◆ **WORK TO BE COMPLETED**
The entries below contain a stretch that opens with the line containing "rendered HTML: every" and closes with the line containing "not rewritten again."; set down that stretch exactly, both ends included, and nothing else.
● ● ● ● ● ● ●
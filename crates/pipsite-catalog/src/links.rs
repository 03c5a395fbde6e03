/// Relative prefix that PIP bodies use for their figures and attachments.
pub const RESOURCE_PREFIX: &str = "resources/PIP-";

/// Point relative resource links at the public asset location.
///
/// This is a plain substring replacement over the rendered HTML: every
/// occurrence of [`RESOURCE_PREFIX`] becomes `<asset_base>PIP-`, including
/// occurrences in prose or code blocks. The replacement is a single pass, so
/// an asset base that itself contains the prefix is not rewritten again.
pub fn rewrite_resource_links(html: &str, asset_base: &str) -> String {
    html.replace(RESOURCE_PREFIX, &format!("{asset_base}PIP-"))
}
use std::sync::atomic::Ordering;
use std::time::Instant;

use axum::body::Body;
use axum::extract::State;
use axum::http::{HeaderMap, HeaderValue, Request};
use axum::middleware::Next;
use axum::response::Response;
use tracing::{info, Instrument};

use crate::AppState;

pub(crate) const REQUEST_ID_HEADER: &str = "x-request-id";

/// Use the caller's request id when it sent one, otherwise allocate the next.
pub(crate) fn request_id(headers: &HeaderMap, state: &AppState) -> String {
    headers
        .get(REQUEST_ID_HEADER)
        .and_then(|value| value.to_str().ok())
        .map(str::trim)
        .filter(|value| !value.is_empty())
        .map(ToString::to_string)
        .unwrap_or_else(|| {
            let id = state.request_id_seed.fetch_add(1, Ordering::Relaxed);
            format!("req-{id:016x}")
        })
}

pub(crate) async fn request_tracing(
    State(state): State<AppState>,
    request: Request<Body>,
    next: Next,
) -> Response {
    let request_id = request_id(request.headers(), &state);
    let span = tracing::info_span!(
        "http.request",
        request_id = %request_id,
        method = %request.method(),
        path = %request.uri().path(),
    );

    let started = Instant::now();
    let mut response = async move {
        let response = next.run(request).await;
        info!(
            status = response.status().as_u16(),
            elapsed_ms = started.elapsed().as_millis() as u64,
            "request completed"
        );
        response
    }
    .instrument(span)
    .await;

    if let Ok(value) = HeaderValue::from_str(&request_id) {
        response.headers_mut().insert(REQUEST_ID_HEADER, value);
    }
    response
}

#[cfg(test)]
mod tests {
    use super::*;
    use pipsite_test_support::SiteFixture;

    #[test]
    fn request_ids_prefer_header_then_counter() {
        let fixture = SiteFixture::new();
        let state = AppState::new(
            pipsite_core::PipSite::bootstrap(fixture.config()).expect("bootstrap"),
        );

        let mut headers = HeaderMap::new();
        headers.insert(REQUEST_ID_HEADER, HeaderValue::from_static(" req-abc "));
        assert_eq!(request_id(&headers, &state), "req-abc");

        let empty = HeaderMap::new();
        assert_eq!(request_id(&empty, &state), "req-0000000000000000");
        assert_eq!(request_id(&empty, &state), "req-0000000000000001");
    }
}
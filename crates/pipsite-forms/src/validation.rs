//! Field validation with per-field message lists, serialised as
//! `{"field": ["message", ...]}`.

use std::collections::BTreeMap;
use std::sync::OnceLock;

use regex::Regex;
use serde::Serialize;

#[derive(Clone, Debug, Default, Eq, PartialEq, Serialize)]
#[serde(transparent)]
pub struct ValidationErrors {
    fields: BTreeMap<String, Vec<String>>,
}

impl ValidationErrors {
    pub fn new() -> Self {
        Self::default()
    }

    pub fn add(&mut self, field: &str, message: impl Into<String>) {
        self.fields
            .entry(field.to_owned())
            .or_default()
            .push(message.into());
    }

    pub fn is_empty(&self) -> bool {
        self.fields.is_empty()
    }

    pub fn get(&self, field: &str) -> Option<&[String]> {
        self.fields.get(field).map(Vec::as_slice)
    }

    pub fn fields(&self) -> impl Iterator<Item = &str> {
        self.fields.keys().map(String::as_str)
    }
}

/// Trim an optional input; blank values count as missing.
pub(crate) fn present(value: Option<String>) -> Option<String> {
    value
        .map(|value| value.trim().to_owned())
        .filter(|value| !value.is_empty())
}

/// Require `value`, recording a message when it is missing.
pub(crate) fn required(
    errors: &mut ValidationErrors,
    field: &str,
    value: Option<String>,
) -> Option<String> {
    let value = present(value);
    if value.is_none() {
        errors.add(field, format!("The {field} field is required."));
    }
    value
}

pub(crate) fn max_chars(errors: &mut ValidationErrors, field: &str, value: &str, max: usize) {
    if value.chars().count() > max {
        errors.add(
            field,
            format!("The {field} may not be greater than {max} characters."),
        );
    }
}

pub(crate) fn email(errors: &mut ValidationErrors, field: &str, value: &str) {
    if !is_email(value) {
        errors.add(field, format!("The {field} must be a valid email address."));
    }
}

pub fn is_email(value: &str) -> bool {
    static EMAIL: OnceLock<Regex> = OnceLock::new();
    let pattern = EMAIL.get_or_init(|| {
        Regex::new(r"^[^\s@]+@[^\s@.]+(\.[^\s@.]+)+$").expect("email pattern is valid")
    });
    value.len() <= 254 && pattern.is_match(value)
}
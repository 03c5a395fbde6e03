use std::net::SocketAddr;
use std::path::PathBuf;

use anyhow::{Context, Result};
use clap::{Args, Parser, Subcommand};
use pipsite_catalog::{CatalogError, CheckReport};
use pipsite_config::{Config, LoadOptions};
use pipsite_core::PipSite;

use crate::telemetry::init_tracing;

/// Entry point for CLI execution. Returns the desired exit code.
pub fn run() -> Result<i32> {
    let cli = Cli::parse();

    let mut options = LoadOptions::default();
    if let Some(path) = &cli.config {
        options = options.with_override_path(path);
    }
    let mut config = Config::load(options)?;
    init_tracing(&config.logging)?;

    let command = cli.command.unwrap_or(Command::Serve(ServeArgs::default()));
    if let Command::Serve(args) = &command {
        if let Some(bind) = args.bind {
            config.server.bind = bind;
        }
    }
    let site = PipSite::bootstrap(config)?;

    match command {
        Command::Serve(_) => handle_serve(site),
        Command::Check => handle_check(&site),
        Command::Render(args) => handle_render(&site, args),
        Command::List => handle_list(&site),
    }
}

fn handle_serve(site: PipSite) -> Result<i32> {
    let bind = site.config().server.bind;
    let runtime = tokio::runtime::Builder::new_multi_thread()
        .enable_all()
        .build()
        .context("failed to start async runtime")?;
    runtime.block_on(async move {
        let listener = tokio::net::TcpListener::bind(bind)
            .await
            .with_context(|| format!("failed to bind {bind}"))?;
        crate::serve(listener, site).await
    })?;
    Ok(0)
}

fn handle_check(site: &PipSite) -> Result<i32> {
    let report = site.documents().check()?;
    print_check(site, &report);
    Ok(if report.is_healthy() { 0 } else { 1 })
}

fn print_check(site: &PipSite, report: &CheckReport) {
    let settings = site.documents().settings();
    for number in &report.duplicates {
        println!("warning: PIP {number} is declared more than once; the first entry is served");
    }
    for missing in &report.missing {
        println!("error: PIP {} has no body at {}", missing.number, missing.key);
    }
    if !report.rpc_present {
        println!("warning: RPC document {} is missing", settings.rpc_document);
    }
    println!(
        "checked {} documents from {}: {} missing, {} duplicate numbers",
        report.documents,
        settings.index,
        report.missing.len(),
        report.duplicates.len()
    );
}

fn handle_render(site: &PipSite, args: RenderArgs) -> Result<i32> {
    match site.documents().get_document(args.number) {
        Ok(document) => {
            emit(&document.html);
            Ok(0)
        }
        Err(CatalogError::NotFound { number }) => {
            eprintln!("PIP {number} not found");
            Ok(2)
        }
        Err(err) => Err(err.into()),
    }
}

fn handle_list(site: &PipSite) -> Result<i32> {
    for record in site.documents().list_documents()? {
        println!("{}\t{}", record.number, record.title);
    }
    Ok(0)
}

fn emit(content: &str) {
    print!("{content}");
    if !content.ends_with('\n') {
        println!();
    }
}

#[derive(Parser)]
#[command(
    author,
    version,
    about = "PIP documentation site",
    propagate_version = true
)]
struct Cli {
    /// Configuration file layered over `.pipsite.toml`
    #[arg(long, global = true, value_name = "PATH")]
    config: Option<PathBuf>,
    #[command(subcommand)]
    command: Option<Command>,
}

#[derive(Subcommand)]
enum Command {
    /// Run the HTTP server (default)
    Serve(ServeArgs),
    /// Verify the PIP index against the document store
    Check,
    /// Print one PIP rendered to HTML
    Render(RenderArgs),
    /// List PIPs in display order
    List,
}

#[derive(Args, Default)]
struct ServeArgs {
    /// Override `[server] bind`
    #[arg(long, value_name = "ADDR")]
    bind: Option<SocketAddr>,
}

#[derive(Args)]
struct RenderArgs {
    /// PIP number
    number: u32,
}
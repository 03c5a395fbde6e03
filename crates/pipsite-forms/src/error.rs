use std::io;
use std::path::PathBuf;

use thiserror::Error;

#[derive(Debug, Error)]
pub enum FormError {
    #[error("i/o error on {path}: {source}")]
    Io { path: PathBuf, source: io::Error },

    #[error("failed to encode record: {0}")]
    Serialize(#[from] serde_json::Error),

    #[error("mailing list provider failed: {0}")]
    Upstream(String),

    #[error("failed to build HTTP client: {0}")]
    Client(#[source] reqwest::Error),

    #[error("background task failed: {0}")]
    Task(#[from] tokio::task::JoinError),
}

impl FormError {
    pub(crate) fn io(path: impl Into<PathBuf>, source: io::Error) -> Self {
        Self::Io {
            path: path.into(),
            source,
        }
    }
}

pub type FormResult<T> = Result<T, FormError>;
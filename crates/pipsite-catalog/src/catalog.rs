//! Resolution of PIP documents from the index and the document store.

use std::sync::Arc;

use pipsite_config::PipSettings;
use pipsite_markdown::render_html;
use pipsite_store::{join_key, DocumentStore};
use serde::Serialize;
use tracing::{debug, info};

use crate::error::{CatalogError, CatalogResult};
use crate::index::{DocumentIndex, DocumentRecord};
use crate::links::rewrite_resource_links;

/// A document ready for display.
#[derive(Clone, Debug, Eq, PartialEq, Serialize)]
pub struct RenderedDocument {
    pub metadata: DocumentRecord,
    /// Rendered body with resource links pointing at the asset base.
    pub html: String,
}

/// Index entry whose markdown body is missing from the store.
#[derive(Clone, Debug, Eq, PartialEq)]
pub struct MissingDocument {
    pub number: u32,
    pub key: String,
}

/// Result of a consistency pass over the index and the store.
#[derive(Clone, Debug, Default, Eq, PartialEq)]
pub struct CheckReport {
    pub documents: usize,
    pub duplicates: Vec<u32>,
    pub missing: Vec<MissingDocument>,
    pub rpc_present: bool,
}

impl CheckReport {
    /// Missing bodies are failures; duplicate numbers only shadow later entries.
    pub fn is_healthy(&self) -> bool {
        self.missing.is_empty()
    }
}

/// Lists and renders PIP documents.
///
/// Nothing is cached: the index and bodies are read from the store on every
/// call, so edits to the content show up on the next request.
#[derive(Clone, Debug)]
pub struct DocumentCatalog {
    store: Arc<dyn DocumentStore>,
    settings: PipSettings,
}

impl DocumentCatalog {
    pub fn new(store: Arc<dyn DocumentStore>, settings: PipSettings) -> Self {
        Self { store, settings }
    }

    pub fn settings(&self) -> &PipSettings {
        &self.settings
    }

    /// Load the full index in declaration order.
    pub fn load_index(&self) -> CatalogResult<DocumentIndex> {
        let index = DocumentIndex::load(self.store.as_ref(), &self.settings.index)?;
        debug!(key = %self.settings.index, documents = index.len(), "loaded PIP index");
        Ok(index)
    }

    /// Every indexed document, most recently declared first.
    pub fn list_documents(&self) -> CatalogResult<Vec<DocumentRecord>> {
        Ok(self.load_index()?.listing())
    }

    /// Resolve `number`, read its body and render it.
    pub fn get_document(&self, number: u32) -> CatalogResult<RenderedDocument> {
        let index = self.load_index()?;
        let Some(record) = index.find(number) else {
            info!(number, "PIP not found in index");
            return Err(CatalogError::NotFound { number });
        };

        let key = self.document_key(record);
        debug!(number, key = %key, "rendering PIP");
        let body = self.store.read_to_string(&key)?;
        let html = rewrite_resource_links(&render_html(&body), &self.settings.asset_base);

        Ok(RenderedDocument {
            metadata: record.clone(),
            html,
        })
    }

    /// Render the JSON-RPC documentation page. Links are left untouched.
    pub fn rpc_document(&self) -> CatalogResult<String> {
        let body = self.store.read_to_string(&self.settings.rpc_document)?;
        Ok(render_html(&body))
    }

    /// Store key of the markdown body for `record`.
    pub fn document_key(&self, record: &DocumentRecord) -> String {
        join_key(&self.settings.documents_dir, &format!("{}.md", record.slug))
    }

    /// Verify that every indexed document has a body in the store.
    pub fn check(&self) -> CatalogResult<CheckReport> {
        let index = self.load_index()?;
        let mut missing = Vec::new();
        for record in index.records() {
            let key = self.document_key(record);
            if !self.store.exists(&key)? {
                missing.push(MissingDocument {
                    number: record.number,
                    key,
                });
            }
        }

        Ok(CheckReport {
            documents: index.len(),
            duplicates: index.duplicate_numbers(),
            missing,
            rpc_present: self.store.exists(&self.settings.rpc_document)?,
        })
    }
}

#[cfg(test)]
mod tests {
    use super::*;
    use pipsite_store::MemoryStore;
    use pretty_assertions::assert_eq;

    fn settings() -> PipSettings {
        PipSettings {
            index: "PIP/index.toml".into(),
            documents_dir: "PIP".into(),
            asset_base: "/assets/pip/".into(),
            rpc_document: "RPC.md".into(),
        }
    }

    fn catalog(store: MemoryStore) -> DocumentCatalog {
        DocumentCatalog::new(Arc::new(store), settings())
    }

    const INDEX: &str = r#"
        [[pip]]
        number = 1
        slug = "pip-1"
        title = "First"

        [[pip]]
        number = 2
        slug = "pip-2"
        title = "Second"
    "#;

    #[test]
    fn get_document_renders_and_rewrites() {
        let store = MemoryStore::new()
            .with("PIP/index.toml", INDEX)
            .with("PIP/pip-1.md", "See resources/PIP-1-fig.png");

        let doc = catalog(store).get_document(1).unwrap();
        assert_eq!(doc.metadata.title, "First");
        assert_eq!(doc.html, "<p>See /assets/pip/PIP-1-fig.png</p>\n");
    }

    #[test]
    fn list_documents_reverses_declaration_order() {
        let store = MemoryStore::new().with("PIP/index.toml", INDEX);
        let numbers: Vec<_> = catalog(store)
            .list_documents()
            .unwrap()
            .into_iter()
            .map(|r| r.number)
            .collect();
        assert_eq!(numbers, vec![2, 1]);
    }

    #[test]
    fn unknown_number_is_not_found() {
        let store = MemoryStore::new().with("PIP/index.toml", INDEX);
        let err = catalog(store).get_document(999).unwrap_err();
        assert!(matches!(err, CatalogError::NotFound { number: 999 }));
        assert!(err.is_not_found());
    }

    #[test]
    fn missing_body_is_a_store_failure() {
        let store = MemoryStore::new().with("PIP/index.toml", INDEX);
        let err = catalog(store).get_document(2).unwrap_err();
        assert!(matches!(err, CatalogError::Store(_)));
        assert!(!err.is_not_found());
    }

    #[test]
    fn missing_index_is_a_store_failure() {
        let err = catalog(MemoryStore::new()).list_documents().unwrap_err();
        assert!(matches!(err, CatalogError::Store(_)));
    }

    #[test]
    fn rpc_document_is_not_rewritten() {
        let store = MemoryStore::new().with("RPC.md", "Images live in resources/PIP-1.png\n");
        let html = catalog(store).rpc_document().unwrap();
        assert_eq!(html, "<p>Images live in resources/PIP-1.png</p>\n");
    }

    #[test]
    fn check_reports_missing_bodies_and_duplicates() {
        let index = format!("{INDEX}\n[[pip]]\nnumber = 2\nslug = \"pip-2b\"\ntitle = \"Dup\"\n");
        let store = MemoryStore::new()
            .with("PIP/index.toml", index)
            .with("PIP/pip-1.md", "one")
            .with("PIP/pip-2.md", "two");

        let report = catalog(store).check().unwrap();
        assert_eq!(report.documents, 3);
        assert_eq!(report.duplicates, vec![2]);
        assert_eq!(
            report.missing,
            vec![MissingDocument {
                number: 2,
                key: "PIP/pip-2b.md".into()
            }]
        );
        assert!(!report.rpc_present);
        assert!(!report.is_healthy());
    }
}
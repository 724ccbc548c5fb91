//! Zones Entity
//!
//! A storage area inside a branch. Holds items and the inventories taken over them.
//!
//! CUSTOMIZATION REGION START: zones_entity_custom_types
//! This region is preserved during entity regeneration. Add custom types and implementations here.
//! CUSTOMIZATION REGION END

use sea_orm::entity::prelude::*;
use serde::{Deserialize, Serialize};

#[derive(Clone, Debug, PartialEq, DeriveEntityModel, Eq, Serialize, Deserialize)]
#[sea_orm(table_name = "zones")]
pub struct Model {
    #[sea_orm(primary_key)]
    pub id:         i32,
    pub branch_id:  i32,
    pub name:       String,
    pub user_id:    Option<i32>,
    pub active:     bool,
    pub created_at: DateTimeUtc,
}

#[derive(Copy, Clone, Debug, EnumIter, DeriveRelation)]
pub enum Relation {
    #[sea_orm(
        belongs_to = "super::branches::Entity",
        from = "Column::BranchId",
        to = "super::branches::Column::Id",
        on_update = "NoAction",
        on_delete = "Restrict"
    )]
    Branch,
    #[sea_orm(
        belongs_to = "super::users::Entity",
        from = "Column::UserId",
        to = "super::users::Column::Id",
        on_update = "NoAction",
        on_delete = "Restrict"
    )]
    Manager,
    #[sea_orm(has_many = "super::items::Entity")]
    Items,
    #[sea_orm(has_many = "super::inventories::Entity")]
    Inventories,
}

impl Related<super::branches::Entity> for Entity {
    fn to() -> RelationDef { Relation::Branch.def() }
}

impl Related<super::users::Entity> for Entity {
    fn to() -> RelationDef { Relation::Manager.def() }
}

impl Related<super::items::Entity> for Entity {
    fn to() -> RelationDef { Relation::Items.def() }
}

impl Related<super::inventories::Entity> for Entity {
    fn to() -> RelationDef { Relation::Inventories.def() }
}

impl ActiveModelBehavior for ActiveModel {}

// CUSTOMIZATION REGION START: zones_entity_methods
// Add custom methods and trait implementations here
// CUSTOMIZATION REGION END
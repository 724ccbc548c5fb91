//! Companies Entity
//!
//! Top-level tenant. A company optionally has an administrator account and owns branches.
//!
//! CUSTOMIZATION REGION START: companies_entity_custom_types
//! This region is preserved during entity regeneration. Add custom types and implementations here.
//! CUSTOMIZATION REGION END

use sea_orm::entity::prelude::*;
use serde::{Deserialize, Serialize};

#[derive(Clone, Debug, PartialEq, DeriveEntityModel, Eq, Serialize, Deserialize)]
#[sea_orm(table_name = "companies")]
pub struct Model {
    #[sea_orm(primary_key)]
    pub id:         i32,
    pub name:       String,
    pub tax_id:     Option<String>,
    pub user_id:    Option<i32>,
    pub active:     bool,
    pub created_at: DateTimeUtc,
}

#[derive(Copy, Clone, Debug, EnumIter, DeriveRelation)]
pub enum Relation {
    #[sea_orm(
        belongs_to = "super::users::Entity",
        from = "Column::UserId",
        to = "super::users::Column::Id",
        on_update = "NoAction",
        on_delete = "Restrict"
    )]
    Admin,
    #[sea_orm(has_many = "super::branches::Entity")]
    Branches,
}

impl Related<super::users::Entity> for Entity {
    fn to() -> RelationDef { Relation::Admin.def() }
}

impl Related<super::branches::Entity> for Entity {
    fn to() -> RelationDef { Relation::Branches.def() }
}

impl ActiveModelBehavior for ActiveModel {}

// CUSTOMIZATION REGION START: companies_entity_methods
// Add custom methods and trait implementations here
// CUSTOMIZATION REGION END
● ● ● ● ● ● ●
◆ **WRITTEN RESPONSE**
/// This is a plain substring replacement over the rendered HTML: every
/// occurrence of [`RESOURCE_PREFIX`] becomes `<asset_base>PIP-`, including
/// occurrences in prose or code blocks. The replacement is a single pass, so
/// an asset base that itself contains the prefix is not rewritten again.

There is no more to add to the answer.